As an improvement, the signal collector is based on several types of device design software, such as a handheld mobile device (e.g. a smart phone, a tablet computer, a camera, a video pen, etc.) or other wearable device (e.g. smart glasses) to take a picture of the target area.

As an improvement, the scene of acquiring the image may include image acquisition of a real object, image acquisition of contents of books and documents, image acquisition in virtual reality, and the like.

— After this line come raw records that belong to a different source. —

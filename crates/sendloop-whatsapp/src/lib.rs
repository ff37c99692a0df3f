// SPDX-FileCopyrightText: 2026 Sendloop Contributors
// SPDX-License-Identifier: MIT OR Apache-2.0

//! WhatsApp Cloud API channel adapter for Sendloop.
//!
//! Implements [`ChannelConnector`] and [`ChannelClient`] against Meta's Graph
//! API. Credentials are a JSON blob holding the access token and phone number
//! id; inbound traffic arrives via webhooks and is fed to the client through
//! [`WhatsappClient::ingest_webhook`].

pub mod webhook;

use std::sync::Arc;
use std::time::Duration;

use async_trait::async_trait;
use sendloop_config::model::WhatsappConfig;
use sendloop_core::{
    Channel, ChannelClient, ChannelConnector, InboundEvent, LoginFlow, MediaKind, MediaPayload,
    SendloopError, TenantId,
};
use serde::{Deserialize, Serialize};
use tokio::sync::mpsc;
use tracing::{debug, info, warn};

use webhook::WebhookPayload;

/// Inbound buffer between webhook ingestion and `next_event` callers.
const INBOUND_BUFFER: usize = 100;

/// Persisted credentials for one tenant's WhatsApp Business number.
#[derive(Debug, Clone, Serialize, Deserialize)]
pub struct WhatsappCredentials {
    pub access_token: String,
    pub phone_number_id: String,
}

impl WhatsappCredentials {
    pub fn parse(raw: &str) -> Result<Self, SendloopError> {
        serde_json::from_str(raw).map_err(|e| {
            SendloopError::Config(format!(
                "whatsapp credentials must be JSON with access_token and phone_number_id: {e}"
            ))
        })
    }
}

/// Connector for tenant numbers on the WhatsApp Cloud API.
pub struct WhatsappConnector {
    config: WhatsappConfig,
}

impl WhatsappConnector {
    pub fn new(config: WhatsappConfig) -> Self {
        Self { config }
    }
}

#[async_trait]
impl ChannelConnector for WhatsappConnector {
    fn channel(&self) -> Channel {
        Channel::Whatsapp
    }

    async fn restore(
        &self,
        tenant: &TenantId,
        credentials: &str,
    ) -> Result<Arc<dyn ChannelClient>, SendloopError> {
        let creds = WhatsappCredentials::parse(credentials)?;
        let client = WhatsappClient::new(&self.config, creds)?;
        client.validate().await?;
        info!(tenant = %tenant, phone_number_id = %client.phone_number_id, "whatsapp number connected");
        Ok(Arc::new(client))
    }

    async fn begin_login(&self, tenant: &TenantId) -> Result<LoginFlow, SendloopError> {
        debug!(tenant = %tenant, "fresh whatsapp login requested");
        Err(SendloopError::Config(
            "whatsapp has no interactive login: register Cloud API credentials \
             (access_token, phone_number_id) for this tenant, then start the session again"
                .into(),
        ))
    }
}

/// Live client for one tenant's WhatsApp Business number.
pub struct WhatsappClient {
    http: reqwest::Client,
    api_base: String,
    access_token: String,
    phone_number_id: String,
    inbound_tx: mpsc::Sender<InboundEvent>,
    inbound_rx: tokio::sync::Mutex<mpsc::Receiver<InboundEvent>>,
}

#[derive(Debug, Deserialize)]
struct SendResponse {
    messages: Vec<SentMessageId>,
}

#[derive(Debug, Deserialize)]
struct SentMessageId {
    id: String,
}

impl WhatsappClient {
    fn new(config: &WhatsappConfig, creds: WhatsappCredentials) -> Result<Self, SendloopError> {
        let http = reqwest::Client::builder()
            .timeout(Duration::from_secs(config.timeout_secs))
            .build()
            .map_err(|e| SendloopError::Channel {
                message: format!("failed to build HTTP client: {e}"),
                source: Some(Box::new(e)),
            })?;
        let (inbound_tx, inbound_rx) = mpsc::channel(INBOUND_BUFFER);
        Ok(Self {
            http,
            api_base: config.api_base.trim_end_matches('/').to_string(),
            access_token: creds.access_token,
            phone_number_id: creds.phone_number_id,
            inbound_tx,
            inbound_rx: tokio::sync::Mutex::new(inbound_rx),
        })
    }

    /// Cheap credentials check: fetch the phone number object.
    async fn validate(&self) -> Result<(), SendloopError> {
        let url = format!("{}/{}?fields=id", self.api_base, self.phone_number_id);
        let response = self
            .http
            .get(&url)
            .bearer_auth(&self.access_token)
            .send()
            .await
            .map_err(|e| SendloopError::Channel {
                message: format!("whatsapp credential check failed: {e}"),
                source: Some(Box::new(e)),
            })?;
        if !response.status().is_success() {
            let status = response.status();
            let body = response.text().await.unwrap_or_default();
            return Err(SendloopError::Channel {
                message: format!("whatsapp credentials rejected ({status}): {body}"),
                source: None,
            });
        }
        Ok(())
    }

    /// Feed a webhook POST body into the inbound stream. Events addressed to
    /// other phone numbers are ignored.
    pub async fn ingest_webhook(&self, payload: &WebhookPayload) {
        for event in webhook::events_from_payload(payload, &self.phone_number_id) {
            if self.inbound_tx.send(event).await.is_err() {
                warn!("inbound channel closed, dropping webhook message");
            }
        }
    }

    async fn post_message(&self, body: serde_json::Value) -> Result<String, SendloopError> {
        let url = format!("{}/{}/messages", self.api_base, self.phone_number_id);
        let response = self
            .http
            .post(&url)
            .bearer_auth(&self.access_token)
            .json(&body)
            .send()
            .await
            .map_err(|e| SendloopError::Channel {
                message: format!("whatsapp send failed: {e}"),
                source: Some(Box::new(e)),
            })?;

        let status = response.status();
        if !status.is_success() {
            let body = response.text().await.unwrap_or_default();
            return Err(SendloopError::Channel {
                message: format!("whatsapp API error ({status}): {body}"),
                source: None,
            });
        }

        let parsed: SendResponse =
            response.json().await.map_err(|e| SendloopError::Channel {
                message: format!("failed to parse whatsapp send response: {e}"),
                source: Some(Box::new(e)),
            })?;
        parsed
            .messages
            .into_iter()
            .next()
            .map(|m| m.id)
            .ok_or_else(|| SendloopError::Channel {
                message: "whatsapp send response contained no message id".into(),
                source: None,
            })
    }
}

#[async_trait]
impl ChannelClient for WhatsappClient {
    fn channel(&self) -> Channel {
        Channel::Whatsapp
    }

    async fn send_text(&self, recipient: &str, text: &str) -> Result<String, SendloopError> {
        self.post_message(serde_json::json!({
            "messaging_product": "whatsapp",
            "to": recipient,
            "type": "text",
            "text": {"body": text},
        }))
        .await
    }

    async fn send_media(
        &self,
        recipient: &str,
        media: &MediaPayload,
        caption: Option<&str>,
    ) -> Result<String, SendloopError> {
        // The Cloud API takes media by public link; local files would need a
        // separate upload step the engine does not use.
        if !media.path.starts_with("http://") && !media.path.starts_with("https://") {
            return Err(SendloopError::Channel {
                message: format!(
                    "whatsapp media must be a public URL, got `{}`",
                    media.path
                ),
                source: None,
            });
        }

        let kind = match media.kind {
            MediaKind::Image => "image",
            MediaKind::Video => "video",
            MediaKind::Document => "document",
        };
        let mut object = serde_json::json!({"link": media.path});
        if let Some(c) = caption {
            object["caption"] = serde_json::Value::String(c.to_string());
        }
        let mut body = serde_json::json!({
            "messaging_product": "whatsapp",
            "to": recipient,
            "type": kind,
        });
        body[kind] = object;
        self.post_message(body).await
    }

    async fn next_event(&self) -> Result<InboundEvent, SendloopError> {
        let mut rx = self.inbound_rx.lock().await;
        rx.recv().await.ok_or_else(|| SendloopError::Channel {
            message: "whatsapp inbound channel closed".into(),
            source: None,
        })
    }

    async fn disconnect(&self) -> Result<(), SendloopError> {
        debug!(phone_number_id = %self.phone_number_id, "whatsapp client disconnected");
        Ok(())
    }
}

#[cfg(test)]
mod tests {
    use super::*;
    use wiremock::matchers::{body_partial_json, header, method, path};
    use wiremock::{Mock, MockServer, ResponseTemplate};

    fn test_config(base: &str) -> WhatsappConfig {
        WhatsappConfig {
            api_base: base.to_string(),
            timeout_secs: 5,
        }
    }

    fn test_creds() -> WhatsappCredentials {
        WhatsappCredentials {
            access_token: "token-123".into(),
            phone_number_id: "pn-1".into(),
        }
    }

    #[test]
    fn credentials_parse_and_reject_garbage() {
        let creds =
            WhatsappCredentials::parse(r#"{"access_token":"t","phone_number_id":"p"}"#).unwrap();
        assert_eq!(creds.access_token, "t");
        assert!(WhatsappCredentials::parse("not-json").is_err());
    }

    #[tokio::test]
    async fn send_text_returns_message_id() {
        let server = MockServer::start().await;

        Mock::given(method("POST"))
            .and(path("/pn-1/messages"))
            .and(header("authorization", "Bearer token-123"))
            .and(body_partial_json(serde_json::json!({
                "messaging_product": "whatsapp",
                "to": "5511999",
                "type": "text",
            })))
            .respond_with(ResponseTemplate::new(200).set_body_json(serde_json::json!({
                "messages": [{"id": "wamid.out"}]
            })))
            .mount(&server)
            .await;

        let client = WhatsappClient::new(&test_config(&server.uri()), test_creds()).unwrap();
        let id = client.send_text("5511999", "hello").await.unwrap();
        assert_eq!(id, "wamid.out");
    }

    #[tokio::test]
    async fn send_text_surfaces_api_errors() {
        let server = MockServer::start().await;

        Mock::given(method("POST"))
            .and(path("/pn-1/messages"))
            .respond_with(ResponseTemplate::new(401).set_body_string(
                r#"{"error":{"message":"Invalid OAuth access token"}}"#,
            ))
            .mount(&server)
            .await;

        let client = WhatsappClient::new(&test_config(&server.uri()), test_creds()).unwrap();
        let err = client.send_text("5511999", "hello").await.unwrap_err();
        assert!(err.to_string().contains("401"), "got: {err}");
    }

    #[tokio::test]
    async fn send_media_requires_public_url() {
        let server = MockServer::start().await;
        let client = WhatsappClient::new(&test_config(&server.uri()), test_creds()).unwrap();

        let local = MediaPayload::new("/tmp/banner.png");
        let err = client.send_media("5511999", &local, None).await.unwrap_err();
        assert!(err.to_string().contains("public URL"), "got: {err}");
    }

    #[tokio::test]
    async fn send_media_uses_kind_specific_object() {
        let server = MockServer::start().await;

        Mock::given(method("POST"))
            .and(path("/pn-1/messages"))
            .and(body_partial_json(serde_json::json!({
                "type": "image",
                "image": {"link": "https://cdn.example.com/banner.png", "caption": "New!"},
            })))
            .respond_with(ResponseTemplate::new(200).set_body_json(serde_json::json!({
                "messages": [{"id": "wamid.media"}]
            })))
            .mount(&server)
            .await;

        let client = WhatsappClient::new(&test_config(&server.uri()), test_creds()).unwrap();
        let media = MediaPayload::new("https://cdn.example.com/banner.png");
        let id = client
            .send_media("5511999", &media, Some("New!"))
            .await
            .unwrap();
        assert_eq!(id, "wamid.media");
    }

    #[tokio::test]
    async fn restore_validates_credentials() {
        let server = MockServer::start().await;

        Mock::given(method("GET"))
            .and(path("/pn-1"))
            .respond_with(ResponseTemplate::new(200).set_body_json(serde_json::json!({"id": "pn-1"})))
            .mount(&server)
            .await;

        let connector = WhatsappConnector::new(test_config(&server.uri()));
        let client = connector
            .restore(
                &TenantId::from("acme"),
                r#"{"access_token":"token-123","phone_number_id":"pn-1"}"#,
            )
            .await
            .unwrap();
        assert_eq!(client.channel(), Channel::Whatsapp);
    }

    #[tokio::test]
    async fn restore_rejects_bad_credentials() {
        let server = MockServer::start().await;

        Mock::given(method("GET"))
            .and(path("/pn-1"))
            .respond_with(ResponseTemplate::new(401).set_body_string("bad token"))
            .mount(&server)
            .await;

        let connector = WhatsappConnector::new(test_config(&server.uri()));
        let result = connector
            .restore(
                &TenantId::from("acme"),
                r#"{"access_token":"wrong","phone_number_id":"pn-1"}"#,
            )
            .await;
        assert!(result.is_err());
    }

    #[tokio::test]
    async fn webhook_ingestion_feeds_next_event() {
        let server = MockServer::start().await;
        let client = WhatsappClient::new(&test_config(&server.uri()), test_creds()).unwrap();

        let payload: WebhookPayload = serde_json::from_value(serde_json::json!({
            "entry": [{
                "id": "biz-1",
                "changes": [{
                    "field": "messages",
                    "value": {
                        "messaging_product": "whatsapp",
                        "metadata": {
                            "display_phone_number": "15550001111",
                            "phone_number_id": "pn-1",
                        },
                        "messages": [{
                            "from": "5511999",
                            "id": "wamid.in",
                            "timestamp": "1700000000",
                            "type": "text",
                            "text": {"body": "hi"},
                        }],
                    },
                }],
            }],
        }))
        .unwrap();

        client.ingest_webhook(&payload).await;
        let event = client.next_event().await.unwrap();
        assert_eq!(event.text, "hi");
        assert_eq!(event.chat_id, "5511999");
    }
}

As an improvement, the signal processor is used for completing the analysis processing of image signals, analyzing the acquired picture, including the positioning, segmentation, recognition and the like of objects or characters in the picture,

as an improvement, the adopted technical implementation algorithm includes but is not limited to the End-to-End analysis of the image content through a trained deep neural network model, such as RCNN, fast-RCNN and the like.

As an improvement, the generation of the text sentence generates a text description at sentence level for the key information by obtaining the label and the text content of the object in the picture, and commonly used models are an Attention-based model, GAN, and a relationship Learning.

As an improvement, the content spelling based on the position triggering completes the area positioning and the recognition understanding of the object and the character content in the picture, and when the user clicks the corresponding position triggering, the intelligent spelling can be performed according to the preset language (such as English). The step is realized based on a Text-to-Speech (TTS) technology, and different types of sound colors can be customized.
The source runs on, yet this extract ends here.